В замке Леопольдскрон «Перцемолка» устроила гастрольное представление; Эрике было важно, чтобы ее увидели и американцы. Может быть, ее кабаре имело шансы в Новом Свете. Ибо что касалось Старого, то там обстановка становилась угрожающей. В осторожной Швейцарии предосудительный ансамбль едва ли мог еще выступать; в Голландии и в притесненной Чехословакии тоже уже возникали трудности. Тем более не могло быть и речи о Вене: реакционно-клерикальный режим Шушнига не испытывал ни малейшей симпатии к антифашистским малым сценам. Впрочем, к антифашистским журналам тоже: мой «Ди Заммлюнг» в Австрии был точно так же нежелателен, как и Эрикина «Перцемолка».
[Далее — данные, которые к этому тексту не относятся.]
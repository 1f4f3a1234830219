use crate::core::helpers::value_key;
use crate::core::rest::RestApi;
use crate::domain::model::Record;
use crate::utils::error::{CatalogError, Result};
use serde_json::Value;
use std::collections::HashSet;

impl RestApi {
    /// Follows `next` cursors from `start_url`, keeping records whose
    /// `search_key` value is in `match_set`.
    ///
    /// Bounded by the configured page budget; a cursor that points back at an
    /// already visited page is an error.
    pub async fn get_all_results(
        &self,
        start_url: &str,
        search_key: &str,
        match_set: &[Value],
    ) -> Result<Vec<Record>> {
        let wanted: HashSet<String> = match_set.iter().map(value_key).collect();
        let mut visited = HashSet::new();
        let mut results = Vec::new();
        let mut url = start_url.to_string();
        let mut pages = 0usize;

        loop {
            if let Some(limit) = self.max_pages {
                if pages >= limit {
                    return Err(CatalogError::PaginationLimitExceeded {
                        url: start_url.to_string(),
                        pages: limit,
                    });
                }
            }

            let page = self.fetch_page(&url).await?;
            pages += 1;
            visited.insert(url);

            let next_url = page.next_cursor().map(|next| self.resolve(next));
            let fetched = page.data.len();
            for record in page.data {
                if wanted.contains(&value_key(record.field(search_key)?)) {
                    results.push(record);
                }
            }
            tracing::debug!("Page {}: {} rows, {} matching so far", pages, fetched, results.len());

            match next_url {
                None => break,
                Some(next) if visited.contains(&next) => {
                    return Err(CatalogError::PaginationCycle { url: next });
                }
                Some(next) => url = next,
            }
        }

        tracing::debug!("Fetched {} pages from {}, {} matching records", pages, start_url, results.len());
        Ok(results)
    }
}
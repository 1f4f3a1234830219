use crate::config::TomlConfig;
use crate::utils::error::Result;
use clap::{Args, Parser, ValueEnum};

#[derive(Debug, Clone, Copy, PartialEq, Eq, ValueEnum)]
pub enum SourceSelection {
    Rest,
    Graphql,
    Both,
}

impl SourceSelection {
    pub fn includes_rest(self) -> bool {
        matches!(self, SourceSelection::Rest | SourceSelection::Both)
    }

    pub fn includes_graphql(self) -> bool {
        matches!(self, SourceSelection::Graphql | SourceSelection::Both)
    }
}

/// Question parameters given on the command line.
#[derive(Debug, Clone, Default, Args)]
pub struct ScenarioOverrides {
    #[arg(long, help = "Artist whose albums are listed [default: Red Hot Chili Peppers]")]
    pub albums_artist: Option<String>,

    #[arg(long, help = "Artist whose genres are listed [default: U2]")]
    pub genres_artist: Option<String>,

    #[arg(long, help = "Playlist whose tracks are listed [default: Grunge]")]
    pub playlist: Option<String>,
}

/// Command-line flags. Every flag left out keeps the value from `--config`,
/// or the built-in default when no file is given.
#[derive(Debug, Clone, Parser)]
#[command(name = "catalog-compare")]
#[command(about = "Answer the same music-catalog questions through REST and GraphQL")]
pub struct CliConfig {
    #[arg(long, help = "REST API base URL [default: http://localhost:8000/api]")]
    pub api_url: Option<String>,

    #[arg(long, help = "GraphQL endpoint [default: http://localhost:4000/graphql]")]
    pub graphql_url: Option<String>,

    #[arg(long, value_enum, default_value = "both")]
    pub source: SourceSelection,

    #[arg(long, help = "Page budget per paginated fetch, 0 for unbounded [default: 1000]")]
    pub max_pages: Option<usize>,

    #[arg(long, help = "Per-request timeout; no timeout when omitted")]
    pub timeout_seconds: Option<u64>,

    #[command(flatten)]
    pub scenarios: ScenarioOverrides,

    #[arg(long, help = "Read endpoints and scenarios from a TOML file")]
    pub config: Option<String>,

    #[arg(long, help = "Enable verbose output")]
    pub verbose: bool,

    #[arg(long, help = "Emit logs as JSON")]
    pub json_logs: bool,
}

impl CliConfig {
    /// The `--config` file, or the defaults, with explicit flags applied on top.
    pub fn resolve(&self) -> Result<TomlConfig> {
        let mut config = match &self.config {
            Some(path) => {
                tracing::info!("Loading configuration from: {}", path);
                TomlConfig::from_file(path)?
            }
            None => TomlConfig::default(),
        };
        self.apply_overrides(&mut config);
        Ok(config)
    }

    pub fn apply_overrides(&self, config: &mut TomlConfig) {
        if let Some(api_url) = &self.api_url {
            config.endpoints.api_url = api_url.clone();
            tracing::debug!("api_url overridden to: {}", api_url);
        }
        if let Some(graphql_url) = &self.graphql_url {
            config.endpoints.graphql_url = graphql_url.clone();
            tracing::debug!("graphql_url overridden to: {}", graphql_url);
        }
        if let Some(max_pages) = self.max_pages {
            config.pagination.max_pages = max_pages;
            tracing::debug!("max_pages overridden to: {}", max_pages);
        }
        if let Some(timeout) = self.timeout_seconds {
            config.endpoints.timeout_seconds = Some(timeout);
            tracing::debug!("timeout_seconds overridden to: {}", timeout);
        }

        let scenarios = &mut config.scenarios;
        if let Some(artist) = &self.scenarios.albums_artist {
            scenarios.albums_artist = artist.clone();
        }
        if let Some(artist) = &self.scenarios.genres_artist {
            scenarios.genres_artist = artist.clone();
        }
        if let Some(playlist) = &self.scenarios.playlist {
            scenarios.playlist = playlist.clone();
        }
    }
}
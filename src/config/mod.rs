#[cfg(feature = "cli")]
pub mod cli;
pub mod toml_config;

#[cfg(feature = "cli")]
pub use cli::{CliConfig, ScenarioOverrides, SourceSelection};
pub use toml_config::TomlConfig;

use crate::utils::error::Result;
use crate::utils::validation::{validate_non_empty_string, Validate};
use serde::{Deserialize, Serialize};

pub const DEFAULT_API_URL: &str = "http://localhost:8000/api";
pub const DEFAULT_GRAPHQL_URL: &str = "http://localhost:4000/graphql";

/// Names the three catalog questions are asked about.
#[derive(Debug, Clone, PartialEq, Serialize, Deserialize)]
#[serde(default)]
pub struct ScenarioConfig {
    pub albums_artist: String,
    pub genres_artist: String,
    pub playlist: String,
}

impl Default for ScenarioConfig {
    fn default() -> Self {
        Self {
            albums_artist: "Red Hot Chili Peppers".to_string(),
            genres_artist: "U2".to_string(),
            playlist: "Grunge".to_string(),
        }
    }
}

impl Validate for ScenarioConfig {
    fn validate(&self) -> Result<()> {
        validate_non_empty_string("scenarios.albums_artist", &self.albums_artist)?;
        validate_non_empty_string("scenarios.genres_artist", &self.genres_artist)?;
        validate_non_empty_string("scenarios.playlist", &self.playlist)
    }
}

/// `0` disables the page budget.
pub(crate) fn page_budget(max_pages: usize) -> Option<usize> {
    (max_pages > 0).then_some(max_pages)
}
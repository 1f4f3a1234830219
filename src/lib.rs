pub mod config;
pub mod core;
pub mod domain;
pub mod utils;

#[cfg(feature = "cli")]
pub use config::{CliConfig, SourceSelection};
pub use config::{ScenarioConfig, TomlConfig};

pub use core::{
    engine::{compare, ComparisonEngine, Discrepancy},
    graphql::GraphQlClient,
    graphql_catalog::GraphQlCatalog,
    rest::RestApi,
    rest_catalog::RestCatalog,
};
pub use utils::error::{CatalogError, Result};
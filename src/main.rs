use catalog_compare::utils::{logger, validation::Validate};
use catalog_compare::{compare, CatalogError, CliConfig, ComparisonEngine, SourceSelection, TomlConfig};
use clap::Parser;

#[tokio::main]
async fn main() {
    let cli = CliConfig::parse();

    if cli.json_logs {
        logger::init_json_logger();
    } else {
        logger::init_cli_logger(cli.verbose);
    }

    tracing::info!("Starting catalog-compare");
    if cli.verbose {
        tracing::debug!("CLI config: {:?}", cli);
    }

    let result = match cli.resolve() {
        Ok(config) => run(&config, cli.source).await,
        Err(e) => Err(e),
    };

    if let Err(e) = result {
        tracing::error!("Run aborted: {}", e);
        eprintln!("❌ {}", e.user_friendly_message());
        eprintln!("💡 {}", e.recovery_suggestion());
        std::process::exit(e.exit_code());
    }
}

async fn run(config: &TomlConfig, source: SourceSelection) -> Result<(), CatalogError> {
    config.validate()?;

    let engine = ComparisonEngine::from_config(config, source.includes_rest(), source.includes_graphql());
    let reports = engine.run().await?;

    if reports.len() > 1 {
        let discrepancies = compare(&reports);
        if discrepancies.is_empty() {
            println!("Both access paths returned the same results.");
        } else {
            for d in &discrepancies {
                println!(
                    "{} differs from {} on {}: missing {:?}, unexpected {:?}",
                    d.source, d.reference, d.question, d.missing, d.unexpected
                );
            }
        }
    }

    Ok(())
}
И все же Вена не стала еще недоступной территорией, не принадлежала к владычеству дьявола; там еще можно было останавливаться — возможность, которой я время от времени пользовался, несмотря на внутреннее сопротивление. В Италию я не ездил, потому что Муссолини был мне почти так же отвратителен, как его прежний ученик и будущий метр в Германии. В Вене я иногда выдерживал лишь несколько дней; атмосфера там была удушливой, но еще не жизнеопасной. Кстати, развлечений всякого рода там было предостаточно. Опера и концерты с Бруно Вальтером, театр с Максом Рейнгардтом и другими маститыми режиссерами, не говоря о большом числе опытных или даже превосходных актеров, которых немецкий режим прогнал из Берлина и которые работали теперь в относительно терпимой Австрии, — это были удовольствия, ради которых стоило, пожалуй, предпринимать вылазки в удушливый, но еще не-жизнеопасный город.
Из Берлина явилось несколько прирученных эмигрантов: «Крысы ступают на тонущий корабль», — как с замиранием в голосе пошутил гениальный, впрочем, во многих отношениях неприятный и даже абсурдный Карл Краус. Богатому на идеи издателю «Факела» ничего не приходило на ум по поводу Гитлера, не хватало духу{250}. Его хватило разве что еще на парочку язвительных острот — не против нацистов, а против эмигрантов! — потом пожимание плечами, пренебрежительно-презрительный жест («после — все едино…»), и старый сатирик и пророк, клоун и моралист сподобился наконец закрыть глаза.
К досаде его, жили еще некоторые из тех, кого он гнал и карал с таким преувеличенно ядовитым усердием. Иные даже процветали именно при режиме Шушнига, ранее безоговорочно одобренном столь радикальным Карлом Краусом. Католический бундесканцлер, нимало не озабоченный несколько парадоксальными присягами на верность «Факелу» Крауса, охотнее придерживался Верфеля, который играл в тогдашней Вене роль квазиофициального poeta laureatus [159].
Краус был за Шушнига, но против Верфеля, тогда как я как раз наоборот, за Верфеля против Шушнига. Шушниг делал плохую политику; Верфель делал прекрасные стихи. (В его эпике тоже есть обилие значительных и достойных вещей; однако значительнейшим и достойнейшим любви представляется он мне как лирик.) Его религиозность, этот странным образом колеблющийся между иудаизмом и католицизмом экспериментирующий пафос веры был таким же спонтанным и подлинным, как и глубокая, чрезмерная музыкальность, которой казалось пропитано и овеяно все его существо.
Надо было видеть Верфеля, слушающего музыку, чтобы узнать его целиком. Какая-нибудь мелодия Верди — и он был околдован. Какой сияющий взор! Какая понимающая улыбка знатока! Какая внутренняя сосредоточенность восприятий и наслаждения! Американский издатель Бен Хюбш охотно рассказывал об одном ужине, на котором были гостями Франц Верфель и Джеймс Джойс. Оба писателя немногое могли сказать друг другу, но многое пропеть. Через стол один напоминал другому любимые арии, хоры и дуэты, поначалу сдержанно, вполголоса, но потом, к удивлению остальных гостей в ресторане, торжественно приподнятыми голосами. Чудесный обмен мыслями и более того — чувствами двух родственных душ! На подобного рода вечеринках мне доводилось присутствовать в венском обиталище Верфеля. Когда там в гостях бывал, скажем, Бруно Вальтер, как там пели! Один сидел за роялем, другой пел, оба были счастливы. Так как ее Францль казался на седьмом небе, то и фрау Альме становилось весело.